(What is required) Output the data word for word. Begin at its first line and end at the line with "LaneState::Pending if count".
■ ■ ■ ■ ■
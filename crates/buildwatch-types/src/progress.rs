//! Progress state for configure steps, tier directories and tools directories.

/// The eight base terminal colors.
#[derive(Debug, Clone, Copy, PartialEq, Eq)]
pub enum Color {
    Black,
    Red,
    Green,
    Yellow,
    Blue,
    Magenta,
    Cyan,
    White,
}

/// Lifecycle of a single tracked lane.
#[derive(Debug, Clone, Copy, Default, PartialEq, Eq)]
pub enum LaneState {
    /// Not reached yet.
    #[default]
    Pending,
    /// Currently being built.
    InProgress,
    /// Finished, inferred from the next item starting.
    Complete,
}

impl LaneState {
    /// Display color for a lane in this state with `count` sub-events seen.
    ///
    /// A pending lane that already recorded sub-events is shown as active.
    pub fn color(self, count: u32) -> Color {
        match self {
            LaneState::Complete => Color::Green,
            LaneState::InProgress => Color::Yellow,
            LaneState::Pending if count > 0 => Color::Yellow,
            LaneState::Pending => Color::Red,
        }
    }
}

/// One pass over a directory: its state plus the number of recursive
/// descents into untracked subdirectories seen while it was open.
#[derive(Debug, Clone, Copy, Default, PartialEq, Eq)]
pub struct Lane {
    pub state: LaneState,
    pub count: u32,
}

impl Lane {
    pub fn color(&self) -> Color {
        self.state.color(self.count)
    }
}

/// A directory listed on a plain tier line.
#[derive(Debug, Clone, PartialEq, Eq)]
pub struct DirectoryProgress {
    pub name: String,
    pub export: Lane,
    pub libs: Lane,
}

impl DirectoryProgress {
    pub fn new(name: impl Into<String>) -> Self {
        Self {
            name: name.into(),
            export: Lane::default(),
            libs: Lane::default(),
        }
    }
}

/// A directory discovered by a tools tier scan.
#[derive(Debug, Clone, PartialEq, Eq)]
pub struct ToolsDirectoryProgress {
    pub name: String,
    pub lane: Lane,
}

impl ToolsDirectoryProgress {
    pub fn new(name: impl Into<String>) -> Self {
        Self {
            name: name.into(),
            lane: Lane::default(),
        }
    }
}

/// A configure step run before the tiers start.
#[derive(Debug, Clone, PartialEq, Eq)]
pub struct ConfigureStep {
    pub name: String,
    pub state: LaneState,
}

impl ConfigureStep {
    pub fn started(name: impl Into<String>) -> Self {
        Self {
            name: name.into(),
            state: LaneState::InProgress,
        }
    }
}

/// Which pass of a plain tier is running.
#[derive(Debug, Clone, Copy, PartialEq, Eq)]
pub enum TierPass {
    Export,
    Libs,
}

impl TierPass {
    pub fn as_str(self) -> &'static str {
        match self {
            TierPass::Export => "export",
            TierPass::Libs => "libs",
        }
    }
}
■ ■ ■ ■ ■
(Response box)
filename crates/buildwatch-types/src/progress.rs
//! Progress state for configure steps, tier directories and tools directories.

/// The eight base terminal colors.
#[derive(Debug, Clone, Copy, PartialEq, Eq)]
pub enum Color {
    Black,
    Red,
    Green,
    Yellow,
    Blue,
    Magenta,
    Cyan,
    White,
}

/// Lifecycle of a single tracked lane.
#[derive(Debug, Clone, Copy, Default, PartialEq, Eq)]
pub enum LaneState {
    /// Not reached yet.
    #[default]
    Pending,
    /// Currently being built.
    InProgress,
    /// Finished, inferred from the next item starting.
    Complete,
}

impl LaneState {
    /// Display color for a lane in this state with `count` sub-events seen.
    ///
    /// A pending lane that already recorded sub-events is shown as active.
    pub fn color(self, count: u32) -> Color {
        match self {
            LaneState::Complete => Color::Green,
            LaneState::InProgress => Color::Yellow,
            LaneState::Pending if count > 0 => Color::Yellow,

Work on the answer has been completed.